One of the few prominent remnants of the past is the derelict Whitevale Public Baths building. Another local landmark, the art deco style Bellgrove Hotel (a homeless hostel) is also located on the north side. In the early 21st century, some of the council blocks were demolished by the Glasgow Housing Association, some were refurbished and some replaced with modern houses.

The 1960s development also included the Bluevale and Whitevale Towers, two 90-metre-high residential tower blocks that dominated the skyline in the area for almost 50 years until they were gradually deconstructed between 2014 in 2016 (they could not be demolished with explosives because of close proximity to the railway and other buildings).

St Mungo's Academy – a secondary school completed in 1976 to replace the original campus in the Townhead district – and the Crownpoint Sports Centre (home of the Shettleston Harriers athletics club) and its playing fields are on the south side of the road, along with St Anne's RC Primary School and some modern apartment blocks.

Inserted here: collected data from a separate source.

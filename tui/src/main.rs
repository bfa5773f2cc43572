//! Driftwall Entry Point
//!
//! Launches the drifting message wall in the terminal.
//!
//! # Usage
//!
//! ```bash
//! # Against a wall server on localhost:3000
//! driftwall
//!
//! # Another server, faster polling
//! driftwall --host wall.local --port 8080 --poll-ms 1000
//!
//! # Offline with demo entries
//! driftwall --demo
//!
//! # Logs go to a file; the screen belongs to the wall
//! RUST_LOG=debug driftwall --log-file /tmp/driftwall.log
//! ```

use std::fs::File;
use std::io::{self, IsTerminal};
use std::panic;
use std::path::PathBuf;
use std::sync::{Arc, Mutex};

use anyhow::{Context, Result};
use clap::Parser;
use crossterm::{
    event::{DisableMouseCapture, EnableMouseCapture},
    execute,
    terminal::{disable_raw_mode, enable_raw_mode, EnterAlternateScreen, LeaveAlternateScreen},
};
use ratatui::backend::CrosstermBackend;
use ratatui::Terminal;
use tracing_subscriber::EnvFilter;

use driftwall_core::{HttpBackend, MemoryBackend, WallBackend, WallConfig};
use driftwall_tui::App;

/// Driftwall - a wall of drifting messages
#[derive(Parser, Debug)]
#[command(name = "driftwall")]
#[command(author, version, about, long_about = None)]
struct Args {
    /// Wall server host
    #[arg(long, env = "DRIFTWALL_HOST")]
    host: Option<String>,

    /// Wall server port
    #[arg(short = 'p', long, env = "DRIFTWALL_PORT")]
    port: Option<u16>,

    /// Configuration file path
    #[arg(short = 'c', long, env = "DRIFTWALL_CONFIG", value_name = "FILE")]
    config: Option<PathBuf>,

    /// Poll interval in milliseconds
    #[arg(long, env = "DRIFTWALL_POLL_MS")]
    poll_ms: Option<u64>,

    /// Run against an in-process wall seeded with demo entries
    #[arg(long)]
    demo: bool,

    /// Write logs to this file
    #[arg(long, env = "DRIFTWALL_LOG_FILE", value_name = "PATH")]
    log_file: Option<PathBuf>,

    /// Level for driftwall's own crates when RUST_LOG is unset
    #[arg(short = 'l', long, default_value = "info")]
    log_level: String,
}

/// Filter directives scoping `level` to driftwall's own crates
fn default_directives(level: &str) -> String {
    format!("driftwall_tui={level},driftwall_core={level}")
}

/// Send logs to a file, or nowhere
fn init_logging(args: &Args) -> Result<()> {
    let Some(path) = &args.log_file else {
        return Ok(());
    };
    let file = File::create(path)
        .with_context(|| format!("Failed to create log file: {}", path.display()))?;
    let filter =
        EnvFilter::try_from_default_env().unwrap_or_else(|_| EnvFilter::new(default_directives(&args.log_level)));

    tracing_subscriber::fmt()
        .with_env_filter(filter)
        .with_writer(Mutex::new(file))
        .with_ansi(false)
        .with_target(false)
        .init();
    Ok(())
}

/// Defaults, then file or environment, then flags
fn load_config(args: &Args) -> Result<WallConfig> {
    let mut config = match &args.config {
        Some(path) => WallConfig::load_from_path(path)
            .with_context(|| format!("Failed to load config: {}", path.display()))?,
        None => WallConfig::from_env(),
    };

    if let Some(host) = &args.host {
        config.server.host.clone_from(host);
    }
    if let Some(port) = args.port {
        config.server.port = port;
    }
    if let Some(poll_ms) = args.poll_ms {
        config.sync.poll_interval_ms = poll_ms;
    }

    config.validate()?;
    Ok(config)
}

fn build_backend(args: &Args, config: &WallConfig) -> Result<Arc<dyn WallBackend>> {
    if args.demo {
        let backend = MemoryBackend::new(config.reveal.clone());
        backend.seed_demo();
        return Ok(Arc::new(backend));
    }
    let backend = HttpBackend::new(&config.server).context("Failed to build HTTP client")?;
    Ok(Arc::new(backend))
}

#[tokio::main]
async fn main() -> Result<()> {
    let args = Args::parse();
    init_logging(&args)?;

    // Check if we have a TTY before attempting initialization
    if !io::stdin().is_terminal() || !io::stdout().is_terminal() {
        eprintln!("Error: driftwall requires a terminal (TTY)");
        eprintln!();
        eprintln!("Run it interactively, or over SSH with -t.");
        std::process::exit(1);
    }

    let config = load_config(&args)?;
    let backend = build_backend(&args, &config)?;
    tracing::info!(backend = backend.name(), url = %config.server.base_url(), "Starting driftwall");

    // Set up panic hook to restore terminal
    let original_hook = panic::take_hook();
    panic::set_hook(Box::new(move |panic_info| {
        let _ = disable_raw_mode();
        let _ = execute!(io::stdout(), DisableMouseCapture, LeaveAlternateScreen);
        original_hook(panic_info);
    }));

    // Initialize terminal
    enable_raw_mode()?;
    let mut stdout = io::stdout();
    execute!(stdout, EnterAlternateScreen, EnableMouseCapture)?;
    let backend_term = CrosstermBackend::new(stdout);
    let mut terminal = Terminal::new(backend_term)?;
    terminal.clear()?;

    let size = terminal.size()?;
    let mut app = App::new(config, backend, (size.width, size.height));
    app.check_backend().await;
    let result = app.run(&mut terminal).await;

    // Restore terminal
    disable_raw_mode()?;
    execute!(
        terminal.backend_mut(),
        DisableMouseCapture,
        LeaveAlternateScreen
    )?;
    terminal.show_cursor()?;

    result
}
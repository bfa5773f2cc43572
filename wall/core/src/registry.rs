//! Entity Registry - What Is On The Wall
//!
//! The registry is the single source of truth for which entries are
//! currently displayed. Each entry id maps to exactly one [`Card`]: the
//! entry itself, its rendered size, and its animation state.
//!
//! Registration is idempotent. The same id arriving twice (a server echo, an
//! overlapping batch) leaves the existing card untouched and reports
//! [`RegisterResult::Duplicate`]. Nothing is ever removed during a session;
//! the registry is only cleared when the surface is torn down.
//!
//! Visual emphasis (focused / dimmed) is not stored on the card. It is
//! derived from the focus controller, so cards arriving mid-focus come out
//! dimmed.

use std::collections::HashMap;
use std::time::Instant;

use crate::entry::{Entry, EntryId};
use crate::geometry::Extent;
use crate::motion::AnimationState;

/// Outcome of [`EntityRegistry::register`]
#[derive(Debug, Clone, Copy, PartialEq, Eq)]
pub enum RegisterResult {
    /// A new card was created
    Inserted,
    /// The id was already known; nothing changed
    Duplicate,
}

impl RegisterResult {
    /// Whether a card was created
    #[must_use]
    pub fn is_inserted(self) -> bool {
        matches!(self, Self::Inserted)
    }
}

/// One displayed entry
#[derive(Debug, Clone)]
pub struct Card {
    /// The entry shown on the card
    pub entry: Entry,
    /// Rendered size of the card
    pub size: Extent,
    /// Motion simulation state
    pub motion: AnimationState,
    /// Show a "new" badge until this instant
    pub badge_until: Option<Instant>,
}

impl Card {
    /// The card's entry id
    #[must_use]
    pub fn id(&self) -> EntryId {
        self.entry.id
    }

    /// Whether the "new" badge is showing at `now`
    #[must_use]
    pub fn has_badge(&self, now: Instant) -> bool {
        self.badge_until.is_some_and(|until| now < until)
    }
}

/// Authoritative id → card map
#[derive(Debug, Default)]
pub struct EntityRegistry {
    cards: HashMap<EntryId, Card>,
}

impl EntityRegistry {
    /// Create an empty registry
    #[must_use]
    pub fn new() -> Self {
        Self::default()
    }

    /// Register an entry, creating its card at rest
    ///
    /// The new card's motion is anchored at `now`; launching it is up to the
    /// motion scheduler.
    pub fn register(&mut self, entry: Entry, size: Extent, now: Instant) -> RegisterResult {
        if self.cards.contains_key(&entry.id) {
            tracing::trace!(id = %entry.id, "Duplicate entry ignored");
            return RegisterResult::Duplicate;
        }

        let id = entry.id;
        self.cards.insert(
            id,
            Card {
                entry,
                size,
                motion: AnimationState::at_rest(now),
                badge_until: None,
            },
        );
        tracing::debug!(%id, total = self.cards.len(), "Registered card");
        RegisterResult::Inserted
    }

    /// Whether an id is on the wall
    #[must_use]
    pub fn has(&self, id: EntryId) -> bool {
        self.cards.contains_key(&id)
    }

    /// Look up a card
    #[must_use]
    pub fn get(&self, id: EntryId) -> Option<&Card> {
        self.cards.get(&id)
    }

    /// Look up a card mutably
    pub fn get_mut(&mut self, id: EntryId) -> Option<&mut Card> {
        self.cards.get_mut(&id)
    }

    /// Every card, in no particular order
    pub fn all(&self) -> impl Iterator<Item = &Card> {
        self.cards.values()
    }

    /// Every card mutably, in no particular order
    pub fn all_mut(&mut self) -> impl Iterator<Item = &mut Card> {
        self.cards.values_mut()
    }

    /// All ids in ascending order
    #[must_use]
    pub fn ids(&self) -> Vec<EntryId> {
        let mut ids: Vec<_> = self.cards.keys().copied().collect();
        ids.sort_unstable();
        ids
    }

    /// Highest registered id, or 0 when empty
    #[must_use]
    pub fn highest_id(&self) -> u64 {
        self.cards.keys().map(|id| id.as_u64()).max().unwrap_or(0)
    }

    /// Number of cards
    #[must_use]
    pub fn len(&self) -> usize {
        self.cards.len()
    }

    /// Whether the wall is empty
    #[must_use]
    pub fn is_empty(&self) -> bool {
        self.cards.is_empty()
    }

    /// Drop every card (surface teardown only)
    pub(crate) fn clear(&mut self) {
        self.cards.clear();
    }
}

#[cfg(test)]
mod tests {
    use chrono::NaiveDateTime;

    use super::*;

    fn entry(id: u64, text: &str) -> Entry {
        Entry::new(id, "Ann", text, NaiveDateTime::default())
    }

    #[test]
    fn test_register_is_idempotent() {
        let mut registry = EntityRegistry::new();
        let now = Instant::now();
        let size = Extent::new(20.0, 4.0);

        assert_eq!(
            registry.register(entry(1, "first"), size, now),
            RegisterResult::Inserted
        );
        assert_eq!(
            registry.register(entry(1, "echo"), size, now),
            RegisterResult::Duplicate
        );

        assert_eq!(registry.len(), 1);
        // The original card survives the echo
        assert_eq!(registry.get(EntryId::new(1)).unwrap().entry.text, "first");
    }

    #[test]
    fn test_highest_id() {
        let mut registry = EntityRegistry::new();
        assert_eq!(registry.highest_id(), 0);

        let now = Instant::now();
        registry.register(entry(3, "c"), Extent::default(), now);
        registry.register(entry(1, "a"), Extent::default(), now);
        assert_eq!(registry.highest_id(), 3);
        assert_eq!(registry.ids(), vec![EntryId::new(1), EntryId::new(3)]);
        assert!(registry.has(EntryId::new(1)));
        assert!(!registry.has(EntryId::new(2)));
    }

    #[test]
    fn test_badge() {
        let mut registry = EntityRegistry::new();
        let now = Instant::now();
        registry.register(entry(1, "a"), Extent::default(), now);

        let card = registry.get_mut(EntryId::new(1)).unwrap();
        assert!(!card.has_badge(now));
        card.badge_until = Some(now + std::time::Duration::from_secs(4));
        assert!(card.has_badge(now));
        assert!(!card.has_badge(now + std::time::Duration::from_secs(4)));
    }
}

Commerce is very limited within the neighbourhood, but the wide range of shops at The Forge are within walking distance, as are a range of local cafes and pubs on Duke Street, Dennistoun and at Bridgeton Cross.

===Transport===
Bellgrove railway station provides a rail link to central Glasgow and also to Edinburgh in the opposite direction, while bus services (operated by First Glasgow) reflect the status of Gallowgate as a major transit corridor: the frequent '2', '61' and '240' services all use the route, with two of these including a night provision.